I have a multi-project build with three projects: a, b, and c.

They’re all configured by the root build.gradle, which looks like this:

allprojects {
    project.afterEvaluate {
        task canary
    }
}

If I run gradlew canary, I get this output:

:canary UP-TO-DATE
:a:canary UP-TO-DATE
:b:canary UP-TO-DATE
:c:canary UP-TO-DATE

Not too shocking. Now, let’s say I change my build.gradle, as such:

project(':a') {
    evaluationDependsOn(':b')
    evaluationDependsOn(':c')
}

allprojects {
    project.afterEvaluate {
        task canary
    }
}

Now, when I run gradlew canary, I only get this:

:canary UP-TO-DATE
:a:canary UP-TO-DATE

It’s as though the canary task never existed for b and c, and there are no warnings.

But, if I put the allprojects block at the top, then everything goes back to working as expected. This is all in gradle 3.3.
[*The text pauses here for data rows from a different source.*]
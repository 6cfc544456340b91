//! Gallery store — enrolled students and their reference embeddings.
//!
//! The gallery is held in memory and written through to a JSON file on
//! every mutation. Each save replaces the whole file (temp file + rename),
//! so readers never observe a partially written gallery.

use crate::types::Embedding;
use serde::de::{self, MapAccess, Visitor};
use serde::ser::SerializeMap;
use serde::{Deserialize, Deserializer, Serialize, Serializer};
use std::fmt;
use std::fs;
use std::io::{self, Write};
use std::path::{Path, PathBuf};
use std::sync::{Arc, Mutex, MutexGuard, PoisonError};
use thiserror::Error;

#[derive(Error, Debug)]
pub enum GalleryError {
    #[error("identity must not be empty")]
    EmptyIdentity,
    #[error("enrollment requires at least one sample embedding")]
    EmptySamples,
    #[error("dimension mismatch: expected {expected}, got {got}")]
    DimensionMismatch { expected: usize, got: usize },
    #[error("sample {index} is empty or contains a non-finite value")]
    NonFiniteSample { index: usize },
    #[error("identity not found: {0}")]
    NotFound(String),
    #[error("gallery I/O failed at {}: {source}", .path.display())]
    Io { path: PathBuf, source: io::Error },
    #[error("gallery file {} is corrupt: {reason}", .path.display())]
    Corrupt { path: PathBuf, reason: String },
    #[error("failed to encode gallery: {0}")]
    Encode(#[from] serde_json::Error),
}

impl GalleryError {
    /// True for errors caused by malformed enrollment input.
    pub fn is_validation(&self) -> bool {
        matches!(
            self,
            GalleryError::EmptyIdentity
                | GalleryError::EmptySamples
                | GalleryError::DimensionMismatch { .. }
                | GalleryError::NonFiniteSample { .. }
        )
    }

    fn io(path: &Path, source: io::Error) -> Self {
        GalleryError::Io {
            path: path.to_path_buf(),
            source,
        }
    }
}

/// One enrolled student.
#[derive(Debug, Clone, PartialEq)]
pub struct GalleryEntry {
    pub identity: String,
    /// Component-wise mean of the enrollment samples.
    pub reference_embedding: Embedding,
    pub roll_no: String,
    pub section: String,
}

/// Component-wise arithmetic mean of `samples`.
///
/// All samples must be non-empty, finite, and of equal dimension. The
/// model version is kept only when every sample agrees on it.
pub fn mean_embedding(samples: &[Embedding]) -> Result<Embedding, GalleryError> {
    let first = samples.first().ok_or(GalleryError::EmptySamples)?;
    let dim = first.dim();

    let mut sum = vec![0.0f32; dim];
    for (index, sample) in samples.iter().enumerate() {
        if sample.dim() != dim {
            return Err(GalleryError::DimensionMismatch {
                expected: dim,
                got: sample.dim(),
            });
        }
        if dim == 0 || !sample.is_finite() {
            return Err(GalleryError::NonFiniteSample { index });
        }
        for (acc, v) in sum.iter_mut().zip(&sample.values) {
            *acc += v;
        }
    }

    let n = samples.len() as f32;
    let values = sum.into_iter().map(|v| v / n).collect();
    let model_version = first
        .model_version
        .clone()
        .filter(|v| samples.iter().all(|s| s.model_version.as_ref() == Some(v)));

    Ok(Embedding {
        values,
        model_version,
    })
}

/// Immutable view of the gallery taken when a session starts.
///
/// Enrollments and deletions made after the snapshot was taken do not
/// affect it.
#[derive(Debug, Clone)]
pub struct GallerySnapshot {
    entries: Arc<[GalleryEntry]>,
    section: Option<String>,
}

impl GallerySnapshot {
    pub fn new(entries: Vec<GalleryEntry>, section: Option<String>) -> Self {
        Self {
            entries: entries.into(),
            section,
        }
    }

    pub fn entries(&self) -> &[GalleryEntry] {
        &self.entries
    }

    /// Section the snapshot was filtered to, if any.
    pub fn section(&self) -> Option<&str> {
        self.section.as_deref()
    }

    pub fn len(&self) -> usize {
        self.entries.len()
    }

    pub fn is_empty(&self) -> bool {
        self.entries.is_empty()
    }
}

/// Persistent identity -> entry mapping with write-through saves.
///
/// A single mutex guards the in-memory entries and is held across each
/// save, so concurrent `enroll`/`delete` calls are serialized.
pub struct GalleryStore {
    path: PathBuf,
    entries: Mutex<Vec<GalleryEntry>>,
}

impl GalleryStore {
    /// Load the gallery from `path`. A missing file yields an empty gallery;
    /// an unreadable or malformed file is an error.
    pub fn load(path: impl Into<PathBuf>) -> Result<Self, GalleryError> {
        let path = path.into();
        let entries = read_file(&path)?;
        tracing::info!(path = %path.display(), entries = entries.len(), "gallery loaded");
        Ok(Self {
            path,
            entries: Mutex::new(entries),
        })
    }

    pub fn path(&self) -> &Path {
        &self.path
    }

    /// Persist the entire gallery.
    pub fn save(&self) -> Result<(), GalleryError> {
        let entries = self.lock();
        write_file(&self.path, &entries)
    }

    /// Enroll (or re-enroll) `identity` from a set of sample embeddings.
    ///
    /// Re-enrolling overwrites the previous entry in place. The in-memory
    /// gallery changes only if the save succeeds.
    pub fn enroll(
        &self,
        identity: &str,
        samples: &[Embedding],
        roll_no: &str,
        section: &str,
    ) -> Result<GalleryEntry, GalleryError> {
        let identity = identity.trim();
        if identity.is_empty() {
            return Err(GalleryError::EmptyIdentity);
        }
        let reference_embedding = mean_embedding(samples)?;

        let mut entries = self.lock();

        // Every entry in one gallery shares the embedding dimension.
        if let Some(other) = entries.iter().find(|e| e.identity != identity) {
            let expected = other.reference_embedding.dim();
            if expected != reference_embedding.dim() {
                return Err(GalleryError::DimensionMismatch {
                    expected,
                    got: reference_embedding.dim(),
                });
            }
        }

        let entry = GalleryEntry {
            identity: identity.to_string(),
            reference_embedding,
            roll_no: roll_no.to_string(),
            section: section.to_string(),
        };

        let mut next = entries.clone();
        let replaced = match next.iter_mut().find(|e| e.identity == identity) {
            Some(existing) => {
                *existing = entry.clone();
                true
            }
            None => {
                next.push(entry.clone());
                false
            }
        };
        write_file(&self.path, &next)?;
        *entries = next;

        tracing::info!(
            identity,
            roll_no,
            section,
            samples = samples.len(),
            dim = entry.reference_embedding.dim(),
            replaced,
            "student enrolled"
        );
        Ok(entry)
    }

    /// All entries in insertion order, optionally restricted to one section.
    pub fn lookup_all(&self, section: Option<&str>) -> Vec<GalleryEntry> {
        self.lock()
            .iter()
            .filter(|e| section.map_or(true, |s| e.section == s))
            .cloned()
            .collect()
    }

    pub fn get(&self, identity: &str) -> Result<GalleryEntry, GalleryError> {
        self.lock()
            .iter()
            .find(|e| e.identity == identity)
            .cloned()
            .ok_or_else(|| GalleryError::NotFound(identity.to_string()))
    }

    /// Remove `identity`. Returns `false` (without saving) if it was absent.
    pub fn delete(&self, identity: &str) -> Result<bool, GalleryError> {
        let mut entries = self.lock();
        let Some(pos) = entries.iter().position(|e| e.identity == identity) else {
            tracing::debug!(identity, "delete: identity not enrolled");
            return Ok(false);
        };

        let mut next = entries.clone();
        next.remove(pos);
        write_file(&self.path, &next)?;
        *entries = next;

        tracing::info!(identity, "student deleted");
        Ok(true)
    }

    /// Take an immutable snapshot, optionally filtered to one section.
    pub fn snapshot(&self, section: Option<&str>) -> GallerySnapshot {
        GallerySnapshot::new(self.lookup_all(section), section.map(str::to_string))
    }

    /// Distinct sections in first-seen order.
    pub fn sections(&self) -> Vec<String> {
        let entries = self.lock();
        let mut sections: Vec<String> = Vec::new();
        for entry in entries.iter() {
            if !sections.contains(&entry.section) {
                sections.push(entry.section.clone());
            }
        }
        sections
    }

    pub fn len(&self) -> usize {
        self.lock().len()
    }

    pub fn is_empty(&self) -> bool {
        self.lock().is_empty()
    }

    fn lock(&self) -> MutexGuard<'_, Vec<GalleryEntry>> {
        self.entries.lock().unwrap_or_else(PoisonError::into_inner)
    }
}

fn read_file(path: &Path) -> Result<Vec<GalleryEntry>, GalleryError> {
    let bytes = match fs::read(path) {
        Ok(bytes) => bytes,
        Err(e) if e.kind() == io::ErrorKind::NotFound => return Ok(Vec::new()),
        Err(e) => return Err(GalleryError::io(path, e)),
    };

    let corrupt = |reason: String| GalleryError::Corrupt {
        path: path.to_path_buf(),
        reason,
    };

    let GalleryFile(entries) = serde_json::from_slice(&bytes).map_err(|e| corrupt(e.to_string()))?;

    let dim = entries.first().map(|e| e.reference_embedding.dim());
    for entry in &entries {
        let embedding = &entry.reference_embedding;
        if embedding.dim() == 0 || !embedding.is_finite() {
            return Err(corrupt(format!("entry `{}` has an invalid embedding", entry.identity)));
        }
        if Some(embedding.dim()) != dim {
            return Err(corrupt(format!(
                "entry `{}` has dimension {}, expected {}",
                entry.identity,
                embedding.dim(),
                dim.unwrap_or_default()
            )));
        }
    }
    Ok(entries)
}

fn write_file(path: &Path, entries: &[GalleryEntry]) -> Result<(), GalleryError> {
    let encoded = serde_json::to_vec_pretty(&GalleryFileRef(entries))?;

    let parent = match path.parent().filter(|p| !p.as_os_str().is_empty()) {
        Some(parent) => parent,
        None => Path::new("."),
    };
    fs::create_dir_all(parent).map_err(|e| GalleryError::io(parent, e))?;

    // Uniquely named sibling, so concurrent writers never share a temp file.
    let mut tmp = tempfile::NamedTempFile::new_in(parent).map_err(|e| GalleryError::io(parent, e))?;
    let write_tmp = |file: &mut fs::File| -> io::Result<()> {
        file.write_all(&encoded)?;
        file.sync_all()
    };
    write_tmp(tmp.as_file_mut()).map_err(|e| GalleryError::io(tmp.path(), e))?;
    tmp.persist(path).map_err(|e| GalleryError::io(path, e.error))?;

    tracing::debug!(path = %path.display(), entries = entries.len(), "gallery saved");
    Ok(())
}

// --- On-disk format: { "<identity>": { embedding, roll_no, section } } ---

#[derive(Serialize)]
struct StoredEntryRef<'a> {
    embedding: &'a [f32],
    roll_no: &'a str,
    section: &'a str,
    #[serde(skip_serializing_if = "Option::is_none")]
    model_version: Option<&'a str>,
}

#[derive(Deserialize)]
struct StoredEntry {
    embedding: Vec<f32>,
    roll_no: String,
    section: String,
    #[serde(default)]
    model_version: Option<String>,
}

struct GalleryFileRef<'a>(&'a [GalleryEntry]);

impl Serialize for GalleryFileRef<'_> {
    fn serialize<S: Serializer>(&self, serializer: S) -> Result<S::Ok, S::Error> {
        let mut map = serializer.serialize_map(Some(self.0.len()))?;
        for entry in self.0 {
            map.serialize_entry(
                &entry.identity,
                &StoredEntryRef {
                    embedding: &entry.reference_embedding.values,
                    roll_no: &entry.roll_no,
                    section: &entry.section,
                    model_version: entry.reference_embedding.model_version.as_deref(),
                },
            )?;
        }
        map.end()
    }
}

/// Insertion-ordered gallery, rejecting duplicate identities.
struct GalleryFile(Vec<GalleryEntry>);

impl<'de> Deserialize<'de> for GalleryFile {
    fn deserialize<D: Deserializer<'de>>(deserializer: D) -> Result<Self, D::Error> {
        struct GalleryVisitor;

        impl<'de> Visitor<'de> for GalleryVisitor {
            type Value = GalleryFile;

            fn expecting(&self, f: &mut fmt::Formatter<'_>) -> fmt::Result {
                f.write_str("a map of identity to gallery entry")
            }

            fn visit_map<A: MapAccess<'de>>(self, mut access: A) -> Result<GalleryFile, A::Error> {
                let mut entries: Vec<GalleryEntry> = Vec::with_capacity(access.size_hint().unwrap_or(0));
                while let Some((identity, stored)) = access.next_entry::<String, StoredEntry>()? {
                    if entries.iter().any(|e| e.identity == identity) {
                        return Err(de::Error::custom(format!("duplicate identity `{identity}`")));
                    }
                    entries.push(GalleryEntry {
                        identity,
                        reference_embedding: Embedding {
                            values: stored.embedding,
                            model_version: stored.model_version,
                        },
                        roll_no: stored.roll_no,
                        section: stored.section,
                    });
                }
                Ok(GalleryFile(entries))
            }
        }

        deserializer.deserialize_map(GalleryVisitor)
    }
}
I spent a couple hours banging on this issue, but the evaluationDependsOn and afterEvaluate blocks were in plugin code, so it was pretty difficult to figure out what was going on.

I sort of understand how a is causing b and c to eagerly evaluate, but I don’t understand why b and c don’t get to finish their own evaluation first. If there’s no way to fix this issue, it seems there should at least be a loud warning when someone makes an afterEvaluate call which will never execute.


(uklance) #2

You’re adding to the afterEvaluate closures too late… they’ve already been evaluated. Gradle should help out here by throwing an exception I guess.

Here’s some code to show the issue:

allprojects { p ->
	println "[1] Adding afterEvaluate for $p.name"
	project.afterEvaluate {
		println "[1] afterEvaluate $p.name"
	}
}

project(':a') {
	println "[2] Adding evaluationDependsOn"
	evaluationDependsOn(':b')
	evaluationDependsOn(':c')
}

allprojects { p ->
	println "[3] Adding afterEvaluate for $p.name"
	project.afterEvaluate {
		println "[3] afterEvaluate $p.name"
	}
}

Output of gradle tasks

[1] Adding afterEvaluate for root
[1] Adding afterEvaluate for a
[1] Adding afterEvaluate for b
[1] Adding afterEvaluate for c
[2] Adding evaluationDependsOn
[1] afterEvaluate b
[1] afterEvaluate c
[3] Adding afterEvaluate for root
[3] Adding afterEvaluate for a
[3] Adding afterEvaluate for b
[3] Adding afterEvaluate for c
[1] afterEvaluate root
[3] afterEvaluate root
[1] afterEvaluate a
[3] afterEvaluate a

(Ned Twigg) #3

Gradle should help out here by throwing an exception I guess.

That would be awesome. I agree it’s easy to see in these examples, but the actual bug for me was caused deep within plugin code. Very hard to figure out, and very confusing that changing the application order of unrelated plugins fixed / broke the build.

Also, I don’t understand why the project(':a') block has to cause early evaluation. If a has its own build.gradle, it will be read properly before evaluation, but the rest of root buildscript won’t. I don’t understand why gradle is able to delay evaluation long enough to read a's own buildscript, but not long enough to finish reading the root buildscript.